Signs in the Winter Woods

A couple days back, during a warm spell, my buddy Scott suggested a walk in the winter woods. Frankly I was glad to get out of the adobe. Man, this pandemic is causing more than the usual amount of cabin fever. Turned out to be a good hike on some nicely maintained trails. And we saw many signs in the winter woods.

Signs of wildlife, you ask? Nope. These were manmade signs. Right at the trail head we were greeted with a coyote warning. Fair enough.  Yeah they are out there in increasing numbers, but rarely a problem, although dogs and coyotes can be a bad mix.
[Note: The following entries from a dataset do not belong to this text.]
//! SQLite implementation of the automation repository.

use async_trait::async_trait;
use chrono::{DateTime, Utc};
use sqlx::{Row, SqlitePool};
use tracing::warn;

use crate::domain::errors::EngineResult;
use crate::domain::models::{Action, Automation, Condition, TriggerSpec};
use crate::domain::ports::AutomationRepository;
use crate::infrastructure::database::utils::{parse_datetime, parse_json_or};

pub struct AutomationRepositoryImpl {
    pool: SqlitePool,
}

impl AutomationRepositoryImpl {
    pub fn new(pool: SqlitePool) -> Self {
        Self { pool }
    }

    fn row_to_automation(row: &sqlx::sqlite::SqliteRow) -> EngineResult<Automation> {
        let triggers: Vec<TriggerSpec> =
            parse_json_or(&row.get::<String, _>("triggers"), Vec::new())?;
        let conditions: Vec<Condition> =
            parse_json_or(&row.get::<String, _>("conditions"), Vec::new())?;
        let actions: Vec<Action> = parse_json_or(&row.get::<String, _>("actions"), Vec::new())?;
        let last_triggered = row
            .get::<Option<String>, _>("last_triggered")
            .as_deref()
            .map(parse_datetime)
            .transpose()?;

        Ok(Automation {
            id: row.get("id"),
            alias: row.get("alias"),
            description: row.get("description"),
            triggers,
            conditions,
            actions,
            enabled: row.get::<i64, _>("enabled") != 0,
            last_triggered,
        })
    }
}

#[async_trait]
impl AutomationRepository for AutomationRepositoryImpl {
    async fn load_all(&self) -> EngineResult<Vec<Automation>> {
        let rows = sqlx::query(
            "SELECT id, alias, description, triggers, conditions, actions, enabled, last_triggered
             FROM automations ORDER BY id",
        )
        .fetch_all(&self.pool)
        .await?;

        // A malformed row is skipped rather than blocking startup.
        let mut automations = Vec::with_capacity(rows.len());
        for row in &rows {
            match Self::row_to_automation(row) {
                Ok(automation) => automations.push(automation),
                Err(err) => {
                    warn!(error = %err, "skipping malformed automation row");
                }
            }
        }
        Ok(automations)
    }

    async fn update_last_triggered(&self, id: i64, when: DateTime<Utc>) -> EngineResult<()> {
        let when = when.to_rfc3339();
        let now = Utc::now().to_rfc3339();
        sqlx::query("UPDATE automations SET last_triggered = ?1, updated_at = ?2 WHERE id = ?3")
            .bind(&when)
            .bind(&now)
            .bind(id)
            .execute(&self.pool)
            .await?;
        Ok(())
    }
}

impl AutomationRepositoryImpl {
    /// Insert an automation (used by tests and tooling; the engine itself
    /// only reads).
    pub async fn insert(&self, automation: &Automation) -> EngineResult<i64> {
        let triggers = serde_json::to_string(&automation.triggers)?;
        let conditions = serde_json::to_string(&automation.conditions)?;
        let actions = serde_json::to_string(&automation.actions)?;
        let now = Utc::now().to_rfc3339();

        let result = sqlx::query(
            "INSERT INTO automations (alias, description, triggers, conditions, actions, enabled, created_at, updated_at)
             VALUES (?1, ?2, ?3, ?4, ?5, ?6, ?7, ?7)",
        )
        .bind(&automation.alias)
        .bind(&automation.description)
        .bind(&triggers)
        .bind(&conditions)
        .bind(&actions)
        .bind(i64::from(automation.enabled))
        .bind(&now)
        .execute(&self.pool)
        .await?;
        Ok(result.last_insert_rowid())
    }
}

#[cfg(test)]
mod tests {
    use super::*;
    use crate::domain::models::{EventTrigger, EventKind, StateTrigger, Target};
    use crate::infrastructure::database::connection::DatabaseConnection;
    use serde_json::Map;

    async fn repo() -> (DatabaseConnection, AutomationRepositoryImpl) {
        let db = DatabaseConnection::new("sqlite::memory:", 2).await.unwrap();
        db.migrate().await.unwrap();
        let repo = AutomationRepositoryImpl::new(db.pool().clone());
        (db, repo)
    }

    fn sample() -> Automation {
        Automation {
            id: 0,
            alias: "dim-on-press".into(),
            description: "dim lights on button press".into(),
            triggers: vec![
                TriggerSpec::State(StateTrigger {
                    entity_id: "button.kitchen".into(),
                    attribute: None,
                    from: None,
                    to: Some(serde_json::json!("pressed")),
                }),
                TriggerSpec::Event(EventTrigger {
                    event_type: EventKind::TimeChanged,
                }),
            ],
            conditions: vec![],
            actions: vec![Action {
                service: "hue.set_brightness".into(),
                targets: vec![Target {
                    entity_id: "light.kitchen".into(),
                }],
                params: Map::new(),
                blocking: true,
            }],
            enabled: true,
            last_triggered: None,
        }
    }

    #[tokio::test]
    async fn test_insert_and_load_round_trip() {
        let (_db, repo) = repo().await;
        repo.insert(&sample()).await.unwrap();

        let loaded = repo.load_all().await.unwrap();
        assert_eq!(loaded.len(), 1);
        assert_eq!(loaded[0].alias, "dim-on-press");
        assert_eq!(loaded[0].triggers.len(), 2);
        assert!(loaded[0].enabled);
        assert!(loaded[0].last_triggered.is_none());
    }

    #[tokio::test]
    async fn test_update_last_triggered() {
        let (_db, repo) = repo().await;
        let id = repo.insert(&sample()).await.unwrap();

        let when = Utc::now();
        repo.update_last_triggered(id, when).await.unwrap();

        let loaded = repo.load_all().await.unwrap();
        let triggered = loaded[0].last_triggered.unwrap();
        assert!((triggered - when).num_seconds().abs() < 2);
    }
}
The next sign I’ll show  really caught my eye. It revealed the multiuse of this preserve.  Man-oh-man, it was complex enough to be on an urban street corner. Don’t believe I have ever seen a sign in the woods quite like it. 
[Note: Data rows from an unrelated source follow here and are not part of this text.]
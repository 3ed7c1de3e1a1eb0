//! Bang & Olufsen Beoremote Halo integration: websocket client, event
//! source, translator, wheel aggregator, services, and discovery.

pub mod aggregator;
pub mod client;
pub mod config;
pub mod discovery;
pub mod event_source;
pub mod services;
pub mod translator;

use std::collections::HashMap;
use std::sync::Arc;

use async_trait::async_trait;
use serde_json::{json, Map, Value};

use crate::domain::errors::{EngineError, EngineResult};
use crate::domain::ports::integration::{
    ConfigField, ConfigFieldType, IntegrationDescriptor, IntegrationFactory, IntegrationHandles,
    IntegrationInstance, CAPABILITY_CONTROL, CAPABILITY_DISCOVERY,
};

use aggregator::WheelAggregator;
use client::HaloClient;
use config::HaloConfig;
use discovery::HaloDiscovery;
use event_source::HaloEventSource;
use translator::HaloTranslator;

struct HaloFactory;

#[async_trait]
impl IntegrationFactory for HaloFactory {
    async fn create(
        &self,
        user_config: &Map<String, Value>,
        handles: IntegrationHandles,
    ) -> EngineResult<IntegrationInstance> {
        let ip = user_config
            .get("ip")
            .and_then(Value::as_str)
            .filter(|s| !s.is_empty())
            .ok_or_else(|| EngineError::InvalidConfig("halo config missing ip".into()))?;
        let port = user_config
            .get("port")
            .and_then(Value::as_u64)
            .unwrap_or(8080);
        let port = u16::try_from(port)
            .map_err(|_| EngineError::InvalidConfig(format!("invalid halo port: {port}")))?;
        let halo_config = HaloConfig::from_user_config(user_config)?;

        let client = Arc::new(HaloClient::new(ip, port, halo_config.clone()));

        Ok(IntegrationInstance {
            source: Box::new(HaloEventSource::new(ip, port, halo_config.clone())),
            translator: Box::new(HaloTranslator::new(handles.state, handles.entities)),
            aggregator: Box::new(WheelAggregator::new()),
            discovery: Arc::new(HaloDiscovery::new(halo_config)),
            services: services::export_services(&client),
        })
    }
}

/// Descriptor for registration with the engine.
pub fn descriptor() -> IntegrationDescriptor {
    let mut config_schema = HashMap::new();
    config_schema.insert(
        "ip".to_string(),
        ConfigField {
            label: "Controller IP".to_string(),
            description: "IP address of the Beoremote Halo".to_string(),
            field_type: ConfigFieldType::Text,
            required: true,
            default: None,
        },
    );
    config_schema.insert(
        "port".to_string(),
        ConfigField {
            label: "Port".to_string(),
            description: "Websocket port".to_string(),
            field_type: ConfigFieldType::Text,
            required: false,
            default: Some(json!(8080)),
        },
    );
    config_schema.insert(
        "configuration".to_string(),
        ConfigField {
            label: "Button configuration".to_string(),
            description: "Pages and buttons deployed to the controller".to_string(),
            field_type: ConfigFieldType::Text,
            required: true,
            default: None,
        },
    );

    IntegrationDescriptor {
        name: "halo".to_string(),
        display_name: "Beoremote Halo".to_string(),
        description: "Bang & Olufsen Beoremote Halo remote controller".to_string(),
        version: "1.0.0".to_string(),
        capabilities: vec![CAPABILITY_CONTROL, CAPABILITY_DISCOVERY],
        config_schema,
        factory: Arc::new(HaloFactory),
    }
}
     Let me see. Bikers yield to hikers. Hikers yield to horses. Bikers yield to horses too. And horses yield to nobody. Yeah size matters. Okay, but do we need a traffic light during rush hour? Wait a minute now, what about the damn coyotes? Who yields to them? Umm, I guess we need a bigger sign.
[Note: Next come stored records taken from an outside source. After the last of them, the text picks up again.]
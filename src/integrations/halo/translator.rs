//! Halo event translation.
//!
//! The controller wraps every report in `{"event": {...}}` with a `type`
//! discriminator. Button presses become `state_changed` events on the
//! button entity; wheel rotation accumulates into a rolling step counter
//! so the newest event always carries the total of the current burst
//! (the wheel aggregator then keeps only that newest one).

use std::collections::HashMap;
use std::sync::{Arc, Mutex};
use std::time::{Duration, Instant};

use serde::Deserialize;
use serde_json::{json, Value};
use tracing::debug;

use crate::domain::errors::{EngineError, EngineResult};
use crate::domain::models::{Context, Event, EventData, State, StateChangedData};
use crate::domain::ports::{EntityResolver, EventTranslator, StateStore};

/// A burst of wheel ticks older than this starts a new accumulation.
const WHEEL_BURST_GAP: Duration = Duration::from_secs(1);

/// Attribute marking wheel events for the aggregator.
pub const WHEEL_STEP_ATTR: &str = "wheel_step";

#[derive(Debug, Deserialize)]
struct RawEvent {
    event: Value,
}

#[derive(Debug, Deserialize)]
struct ButtonEvent {
    id: String,
    state: String,
}

#[derive(Debug, Deserialize)]
struct WheelEvent {
    id: String,
    counts: i64,
}

#[derive(Debug, Deserialize)]
struct SystemEvent {
    state: String,
}

struct WheelAccumulator {
    total: i64,
    last_tick: Instant,
}

pub struct HaloTranslator {
    state: Arc<dyn StateStore>,
    entities: Arc<dyn EntityResolver>,
    /// Per-entity rolling wheel totals.
    wheel: Mutex<HashMap<String, WheelAccumulator>>,
}

impl HaloTranslator {
    pub fn new(state: Arc<dyn StateStore>, entities: Arc<dyn EntityResolver>) -> Self {
        Self {
            state,
            entities,
            wheel: Mutex::new(HashMap::new()),
        }
    }

    fn translate_button(&self, raw: &Value) -> EngineResult<Vec<Event>> {
        let event: ButtonEvent = serde_json::from_value(raw.clone())?;
        let entity_id = self
            .entities
            .resolve(&event.id)
            .ok_or_else(|| EngineError::UnknownEntity(event.id.clone()))?;

        let context = Context::new();
        let old_state = self.state.get(&entity_id);
        let mut new_state = match &old_state {
            Some(state) => {
                let mut copy = state.clone();
                copy.context = context.clone();
                copy
            }
            None => State::new(&entity_id, Value::Null, context.clone()),
        };
        new_state.state = json!(event.state);

        Ok(vec![Event {
            data: EventData::StateChanged(StateChangedData {
                entity_id,
                old_state,
                new_state: Some(new_state),
            }),
            context,
            time_fired: chrono::Utc::now(),
        }])
    }

    fn translate_wheel(&self, raw: &Value) -> EngineResult<Vec<Event>> {
        let event: WheelEvent = serde_json::from_value(raw.clone())?;
        let entity_id = self
            .entities
            .resolve(&event.id)
            .ok_or_else(|| EngineError::UnknownEntity(event.id.clone()))?;

        let total = {
            let mut wheel = self
                .wheel
                .lock()
                .unwrap_or_else(std::sync::PoisonError::into_inner);
            let now = Instant::now();
            let acc = wheel.entry(entity_id.clone()).or_insert(WheelAccumulator {
                total: 0,
                last_tick: now,
            });
            if now.duration_since(acc.last_tick) > WHEEL_BURST_GAP {
                acc.total = 0;
            }
            acc.total += event.counts;
            acc.last_tick = now;
            acc.total
        };

        let context = Context::new();
        let old_state = self.state.get(&entity_id);
        let mut new_state = match &old_state {
            Some(state) => {
                let mut copy = state.clone();
                copy.context = context.clone();
                copy
            }
            None => State::new(&entity_id, Value::Null, context.clone()),
        };
        new_state
            .attributes
            .insert(WHEEL_STEP_ATTR.to_string(), json!(total));

        Ok(vec![Event {
            data: EventData::StateChanged(StateChangedData {
                entity_id,
                old_state,
                new_state: Some(new_state),
            }),
            context,
            time_fired: chrono::Utc::now(),
        }])
    }
}

impl EventTranslator for HaloTranslator {
    fn translate(&self, raw: &[u8]) -> EngineResult<Vec<Event>> {
        let wrapper: RawEvent = serde_json::from_slice(raw)
            .map_err(|err| EngineError::Translation(err.to_string()))?;
        let Some(kind) = wrapper.event.get("type").and_then(Value::as_str) else {
            return Err(EngineError::Translation("halo event missing type".into()));
        };

        match kind {
            "button" => self.translate_button(&wrapper.event),
            "wheel" => self.translate_wheel(&wrapper.event),
            "system" => {
                // State reports for the device itself; nothing to track.
                let event: SystemEvent = serde_json::from_value(wrapper.event.clone())?;
                debug!(state = %event.state, "halo system event, skipping");
                Ok(Vec::new())
            }
            other => {
                debug!(kind = other, "unsupported halo event type, skipping");
                Ok(Vec::new())
            }
        }
    }
}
Hey let me tell you about one more thing. Upon arrival, we met “Bud”, a pit bull mix. He was there for a walk and may not yield to anyone. But check out those glasses. His owner told us “Bud” likes to jam his face in a brush piles and gets twigs caught in his eyes. Which in turns leads to a costly trip to the vet. At first I felt sorry for “Bud”, but you know he looks way cool in those red goggles.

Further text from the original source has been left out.